Happy Earth Day !
the current edition of Vanity Fair an article by Robert F. Kennedy Jr. in the form of a letter to the next President makes the case for a comprehensive energy policy that is straight forward and convincing in its logic. His argument debunks the "move slowly and cautiously" meme. He makes an excellent case for an aggressive, realistic policy that can be accomplished with the technology we have.
Kennedy is among the most articulate, high profile advocates for the environment in the US today and his arguments are difficult to contradict (Yeah, I know he supports Clinton, but you can't have everything). He illustrates the fallacy of the "move slow" argument with the points made by Lord David Puttnam before the British Parliament.
More below the fold
Last November, Lord (David) Puttnam debated before Parliament an important bill to tackle global warming. Addressing industry and government warnings that we must proceed slowly to avoid economic ruin, Lord Puttnam recalled that precisely 200 years ago Parliament heard identical caveats during the debate over abolition of the slave trade. At that time slave commerce represented one-fourth of Britain’s G.D.P. and provided its primary source of cheap, abundant energy. Vested interests warned that financial apocalypse would succeed its prohibition.

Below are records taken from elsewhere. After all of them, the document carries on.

use common::config::PatternConfig;
use common::names::{indicators as keys, signals};
use common::{IndicatorSet, Result, ScanError, Series, Signal};
use serde::{Deserialize, Serialize};

use super::require;

#[derive(Debug, Clone, Copy, PartialEq, Eq, Serialize, Deserialize)]
#[serde(rename_all = "UPPERCASE")]
pub enum VolumePattern {
    Surge,
    Elevated,
    Contracting,
    Normal,
}

impl VolumePattern {
    pub fn as_str(&self) -> &'static str {
        match self {
            Self::Surge => "SURGE",
            Self::Elevated => "ELEVATED",
            Self::Contracting => "CONTRACTING",
            Self::Normal => "NORMAL",
        }
    }
}

#[derive(Debug, Clone, PartialEq, Serialize, Deserialize)]
pub struct VolumeAnalysis {
    pub current: f64,
    /// Average of the bars before the latest one
    pub trailing_average: f64,
    /// current / trailing_average, NaN when the average is zero
    pub relative_volume: f64,
    pub short_average: f64,
    pub long_average: f64,
    pub short_declining: bool,
    pub contraction: bool,
    pub pattern: VolumePattern,
}

impl VolumeAnalysis {
    pub fn is_surge(&self, config: &PatternConfig) -> bool {
        self.relative_volume >= config.volume_surge_ratio
    }

    pub fn signals(&self, config: &PatternConfig) -> Vec<Signal> {
        vec![
            Signal::flag(signals::VOLUME_CONTRACTION, self.contraction)
                .with_input("short_average", self.short_average)
                .with_input("long_average", self.long_average),
            Signal::category(signals::VOLUME_PATTERN, self.pattern.as_str()),
            Signal::flag(signals::VOLUME_SURGE, self.is_surge(config))
                .with_input("relative_volume", self.relative_volume),
        ]
    }
}

/// Current volume over the mean of the `period` bars before it
pub fn relative_volume(volumes: &[f64], period: usize) -> Result<(f64, f64)> {
    let n = volumes.len();
    if period == 0 || n < period + 1 {
        return Err(ScanError::insufficient("relative_volume", period + 1, n));
    }
    let trailing = &volumes[n - 1 - period..n - 1];
    let average = trailing.iter().sum::<f64>() / period as f64;
    let current = volumes[n - 1];
    let ratio = if average > 0.0 { current / average } else { f64::NAN };
    Ok((average, ratio))
}

/// Short average falling over `trend_window` bars and below `ratio` × long average
pub fn is_volume_contraction(short_sma: &[f64], long_latest: f64, trend_window: usize, ratio: f64) -> bool {
    let n = short_sma.len();
    if n <= trend_window {
        return false;
    }
    let latest = short_sma[n - 1];
    let earlier = short_sma[n - 1 - trend_window];
    latest < earlier && latest < ratio * long_latest
}

pub fn analyze_volume(series: &Series, indicators: &IndicatorSet, config: &PatternConfig) -> Result<VolumeAnalysis> {
    let short_sma = require(indicators, keys::VOLUME_SMA_SHORT)?;
    let long_sma = require(indicators, keys::VOLUME_SMA_LONG)?;
    let volumes = series.volumes();
    let (trailing_average, relative) = relative_volume(&volumes, config.relative_volume_period)?;

    let last = volumes.len() - 1;
    let short_average = short_sma[last];
    let long_average = long_sma[last];
    let short_declining = last >= config.volume_trend_window
        && short_average < short_sma[last - config.volume_trend_window];
    let contraction = is_volume_contraction(
        short_sma,
        long_average,
        config.volume_trend_window,
        config.volume_contraction_ratio,
    );

    let pattern = if relative >= config.volume_surge_ratio {
        VolumePattern::Surge
    } else if relative >= config.volume_elevated_ratio {
        VolumePattern::Elevated
    } else if contraction {
        VolumePattern::Contracting
    } else {
        VolumePattern::Normal
    };

    Ok(VolumeAnalysis {
        current: volumes[last],
        trailing_average,
        relative_volume: relative,
        short_average,
        long_average,
        short_declining,
        contraction,
        pattern,
    })
}

#[cfg(test)]
mod tests {
    use super::*;
    use crate::data::{generate_consolidation, generate_runner};
    use crate::indicators::compute_indicators;
    use common::config::IndicatorConfig;

    fn analyze(bars: Vec<common::Bar>) -> VolumeAnalysis {
        let series = Series::new(bars).unwrap();
        let indicators = compute_indicators(&series, &IndicatorConfig::default()).unwrap();
        analyze_volume(&series, &indicators, &PatternConfig::default()).unwrap()
    }

    #[test]
    fn test_relative_volume_excludes_current_bar() {
        let volumes = vec![100.0, 100.0, 100.0, 400.0];
        let (avg, ratio) = relative_volume(&volumes, 3).unwrap();
        assert_eq!(avg, 100.0);
        assert_eq!(ratio, 4.0);
        assert!(relative_volume(&volumes, 4).is_err());
        assert!(relative_volume(&[0.0, 0.0, 5.0], 2).unwrap().1.is_nan());
    }

    #[test]
    fn test_contraction_needs_decline_and_ratio() {
        let short = vec![100.0, 95.0, 90.0, 85.0, 80.0, 70.0];
        assert!(is_volume_contraction(&short, 100.0, 5, 0.8));
        // below the long average but not declining
        let flat = vec![70.0; 6];
        assert!(!is_volume_contraction(&flat, 100.0, 5, 0.8));
        // declining but not far enough below
        assert!(!is_volume_contraction(&short, 80.0, 5, 0.8));
    }

    #[test]
    fn test_consolidation_is_contracting() {
        let analysis = analyze(generate_consolidation(40, 20, 15.0, 4));
        assert!(analysis.short_declining);
        assert!(analysis.contraction);
        assert_eq!(analysis.pattern, VolumePattern::Contracting);
    }

    #[test]
    fn test_runner_day_is_surge() {
        let analysis = analyze(generate_runner(30, 4.0, 5.0, 2));
        assert_eq!(analysis.pattern, VolumePattern::Surge);
        assert!(analysis.relative_volume >= 4.9);
        assert!(analysis.is_surge(&PatternConfig::default()));
    }
}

That debate lasted roughly a year, and Parliament, in the end, made the moral choice, abolishing the trade outright. Instead of collapsing, as slavery’s proponents had predicted, Britain’s economy accelerated. Slavery’s abolition exposed the debilitating inefficiencies associated with zero-cost labor; slavery had been a ball and chain not only for the slaves but also for the British economy, hobbling productivity and stifling growth. Now creativity and productivity surged. Entrepreneurs seeking new sources of energy launched the Industrial Revolution and inaugurated the greatest era of wealth production in human history.
Today, we are the slaves - slaves to oil and Middle Eastern despots as well as their European and American cohorts who, together, control the world's major oil supplies, refining and distribution and, subsequently, the price. They control the very value of the dollar, and own a huge share of our national debt and national assets.
As it was with the slave question in England 200 years ago, the "common wisdom" of today is that, American civilization will surely decline and its economy will go to hell in a handbasket if we do not have carbon fuels (including ethanol) to obtain the energy necessary to power our nation. Further, the "wisdom" tells us that alternate energy technology is to {experimental, intermittent, unreliable, not cost effective, it has not been proven- pick any or all) so we will have to rely on fossil fuels in the "near" future. They will however, try to make them less filty and spend a kings ransom on slick TV ads telling you how green THEY are (and telling us how WE can do better) And, I would guess, that "near future", means until they've sucked up all the oil and blown the tops off as many moumtains as they can get away with.
Unfortunately, for proponents of more drilling, more mountain top removal, more "clean" coal, and more ethanol, there is abundant evidence that America has the ability, not only to survive without fossil fuels, but to actually prosper by eliminating them.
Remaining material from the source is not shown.